Now, further investigation goes on, and finally uncovers the code responsible, in a Linux kernel patch that was merged by Mandriva in that release. The goal of the patch was to offer a way for the kernel to discriminate between CD readers and burners, so as to avoid problems later on. Its way of operating was to send an ATAPI command that should only be implemented for CD burners, FLUSH_CACHE, the rationale being that this specific command should do nothing of consequence on a CD burner, and trigger a detectable error on CD readers.
So, essentially, the patch was relying on the error handling behavior of a device in response to a command that was not mandated for implementation.
Meanwhile, on its side, the LG firmware on the CD-ROM drive did something equally clever. Since it didn’t need to implement this specific ATAPI command, it had re-purposed it into a “firmware update” command, which would wipe the device firmware and wait for a new firmware image to be flashed on the drive.

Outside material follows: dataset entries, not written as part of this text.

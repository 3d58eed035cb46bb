//! Core types and utilities

pub mod features;
pub mod units;

pub use features::{EnvironmentalFeatures, ResolvedFeatures, FEATURE_COLUMNS};
pub use units::*;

Analysis of this incident usually focused the blame on LG, who violated the ATAPI standard by using a valid opcode for something totally different than its intended purpose, or on Mandrake for not testing the patch on every possible CD drive on Earth (“Screw practicality ! You have tests !”). But although I wouldn’t dispute that either would have avoided this specific incident, I think that the way the kernel hacker who wrote this patch tried to have his way is also pretty jarring.
You are writing software that faces finicky hardware firmware. This stuff is highly unstable. It can explode just by you looking at it. And what does your software do? It pokes into it randomly. It relies on hardware reacting correctly to a command that’s not even supposed to be there. That’s basically no different than having a program execute data at an arbitrary RAM address as code, under the rationale that if there is no real code in there, it will eventually crash. Sure, but you don’t know how much harm it will do beforehand. And in my view, it’s not okay to try just because it happened to work on the specific hardware configuration that you tested it on.
Proposals for better output sanitization
So how can we ensure that software does a better job at not harming the hardware underneath? I have a number of proposals to this end, taking inspiration from some programming practices of the mission-critical embedded world. They will not probably not solve the full output sanitization problem on their own, but I think they are a step in the right direction, and would encourage other people smarter than me to pursue a reflexion in this direction:
- Start by respecting the specs to the letter. What’s written in them must be assumed to be strictly exact, and what’s not written in them should not even be tested for. Because no matter how much existing hardware it has been tested on, it’s not guaranteed to continue running in the future. When debugging buggy low-level software, make sure that it fully respects the specs before moving to the next step.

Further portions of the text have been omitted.